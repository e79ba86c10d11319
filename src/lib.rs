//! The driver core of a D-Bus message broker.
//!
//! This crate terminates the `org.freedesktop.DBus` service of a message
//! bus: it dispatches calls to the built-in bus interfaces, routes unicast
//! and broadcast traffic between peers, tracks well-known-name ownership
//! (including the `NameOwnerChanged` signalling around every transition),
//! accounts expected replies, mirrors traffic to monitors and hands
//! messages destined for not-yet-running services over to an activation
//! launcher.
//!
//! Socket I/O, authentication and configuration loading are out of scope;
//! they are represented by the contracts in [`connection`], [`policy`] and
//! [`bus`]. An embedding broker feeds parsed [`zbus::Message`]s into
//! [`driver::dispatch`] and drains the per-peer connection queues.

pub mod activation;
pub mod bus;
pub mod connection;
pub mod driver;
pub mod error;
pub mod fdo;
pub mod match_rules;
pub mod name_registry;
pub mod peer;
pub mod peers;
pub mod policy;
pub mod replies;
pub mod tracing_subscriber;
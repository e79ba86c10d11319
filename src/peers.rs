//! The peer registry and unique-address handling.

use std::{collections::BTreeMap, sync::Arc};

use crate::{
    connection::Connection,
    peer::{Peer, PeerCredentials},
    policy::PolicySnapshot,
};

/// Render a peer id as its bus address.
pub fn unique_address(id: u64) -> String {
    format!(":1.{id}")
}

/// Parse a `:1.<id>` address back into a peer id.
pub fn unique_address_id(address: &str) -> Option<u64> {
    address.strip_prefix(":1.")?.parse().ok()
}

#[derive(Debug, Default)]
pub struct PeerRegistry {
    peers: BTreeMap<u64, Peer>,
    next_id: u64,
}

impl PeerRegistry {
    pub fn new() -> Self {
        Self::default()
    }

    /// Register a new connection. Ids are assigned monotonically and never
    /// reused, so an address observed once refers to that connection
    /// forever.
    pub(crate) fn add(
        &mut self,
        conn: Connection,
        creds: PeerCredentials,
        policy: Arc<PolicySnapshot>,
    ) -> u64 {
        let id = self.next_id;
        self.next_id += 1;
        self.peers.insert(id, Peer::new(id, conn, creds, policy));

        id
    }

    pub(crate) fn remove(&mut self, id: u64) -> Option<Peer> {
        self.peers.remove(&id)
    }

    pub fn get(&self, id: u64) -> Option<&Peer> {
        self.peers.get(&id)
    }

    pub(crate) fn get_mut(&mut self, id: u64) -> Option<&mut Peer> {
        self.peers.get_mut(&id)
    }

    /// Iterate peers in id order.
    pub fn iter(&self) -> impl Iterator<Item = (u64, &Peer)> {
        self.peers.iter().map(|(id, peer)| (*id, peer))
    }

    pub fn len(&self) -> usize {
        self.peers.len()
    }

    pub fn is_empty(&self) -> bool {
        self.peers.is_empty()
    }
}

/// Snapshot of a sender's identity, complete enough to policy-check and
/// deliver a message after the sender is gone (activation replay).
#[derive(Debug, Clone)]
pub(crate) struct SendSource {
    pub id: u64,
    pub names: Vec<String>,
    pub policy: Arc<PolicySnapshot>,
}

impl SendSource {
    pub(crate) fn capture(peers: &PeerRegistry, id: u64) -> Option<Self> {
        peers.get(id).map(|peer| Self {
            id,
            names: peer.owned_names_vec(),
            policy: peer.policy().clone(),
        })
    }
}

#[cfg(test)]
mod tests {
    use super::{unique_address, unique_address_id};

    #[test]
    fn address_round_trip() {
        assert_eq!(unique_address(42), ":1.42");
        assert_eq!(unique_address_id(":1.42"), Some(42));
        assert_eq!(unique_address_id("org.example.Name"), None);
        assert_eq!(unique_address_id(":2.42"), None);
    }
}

=-=-=

§ Exercise instructions
The required response is a complete, exact copy of the records.

§ Exercise output
repository e79ba86c10d11319
filename src/lib.rs
//! The driver core of a D-Bus message broker.
//!
//! This crate terminates the `org.freedesktop.DBus` service of a message
//! bus: it dispatches calls to the built-in bus interfaces, routes unicast
//! and broadcast traffic between peers, tracks well-known-name ownership
//! (including the `NameOwnerChanged` signalling around every transition),
//! accounts expected replies, mirrors traffic to monitors and hands
//! messages destined for not-yet-running services over to an activation
//! launcher.
//!
//! Socket I/O, authentication and configuration loading are out of scope;
//! they are represented by the contracts in [`connection`], [`policy`] and
//! [`bus`]. An embedding broker feeds parsed [`zbus::Message`]s into
//! [`driver::dispatch`] and drains the per-peer connection queues.

pub mod activation;
pub mod bus;
pub mod connection;
pub mod driver;
pub mod error;
pub mod fdo;
pub mod match_rules;
pub mod name_registry;
pub mod peer;
pub mod peers;
pub mod policy;
pub mod replies;
pub mod tracing_subscriber;
repository e79ba86c10d11319
filename src/peers.rs
//! The peer registry and unique-address handling.

use std::{collections::BTreeMap, sync::Arc};

use crate::{
    connection::Connection,
    peer::{Peer, PeerCredentials},
    policy::PolicySnapshot,
};

/// Render a peer id as its bus address.
pub fn unique_address(id: u64) -> String {
    format!(":1.{id}")
}

/// Parse a `:1.<id>` address back into a peer id.
pub fn unique_address_id(address: &str) -> Option<u64> {
    address.strip_prefix(":1.")?.parse().ok()
}

#[derive(Debug, Default)]
pub struct PeerRegistry {
    peers: BTreeMap<u64, Peer>,
    next_id: u64,
}

impl PeerRegistry {
    pub fn new() -> Self {
        Self::default()
    }

    /// Register a new connection. Ids are assigned monotonically and never
    /// reused, so an address observed once refers to that connection
    /// forever.
    pub(crate) fn add(
        &mut self,
        conn: Connection,
        creds: PeerCredentials,
        policy: Arc<PolicySnapshot>,
    ) -> u64 {
        let id = self.next_id;
        self.next_id += 1;
        self.peers.insert(id, Peer::new(id, conn, creds, policy));

        id
    }

    pub(crate) fn remove(&mut self, id: u64) -> Option<Peer> {
        self.peers.remove(&id)
    }

    pub fn get(&self, id: u64) -> Option<&Peer> {
        self.peers.get(&id)
    }

    pub(crate) fn get_mut(&mut self, id: u64) -> Option<&mut Peer> {
        self.peers.get_mut(&id)
    }

    /// Iterate peers in id order.
    pub fn iter(&self) -> impl Iterator<Item = (u64, &Peer)> {
        self.peers.iter().map(|(id, peer)| (*id, peer))
    }

    pub fn len(&self) -> usize {
        self.peers.len()
    }

    pub fn is_empty(&self) -> bool {
        self.peers.is_empty()
    }
}

/// Snapshot of a sender's identity, complete enough to policy-check and
/// deliver a message after the sender is gone (activation replay).
#[derive(Debug, Clone)]
pub(crate) struct SendSource {
    pub id: u64,
    pub names: Vec<String>,
    pub policy: Arc<PolicySnapshot>,
}

impl SendSource {
    pub(crate) fn capture(peers: &PeerRegistry, id: u64) -> Option<Self> {
        peers.get(id).map(|peer| Self {
            id,
            names: peer.owned_names_vec(),
            policy: peer.policy().clone(),
        })
    }
}

#[cfg(test)]
mod tests {
    use super::{unique_address, unique_address_id};

    #[test]
    fn address_round_trip() {
        assert_eq!(unique_address(42), ":1.42");
        assert_eq!(unique_address_id(":1.42"), Some(42));
        assert_eq!(unique_address_id("org.example.Name"), None);
        assert_eq!(unique_address_id(":2.42"), None);
    }
}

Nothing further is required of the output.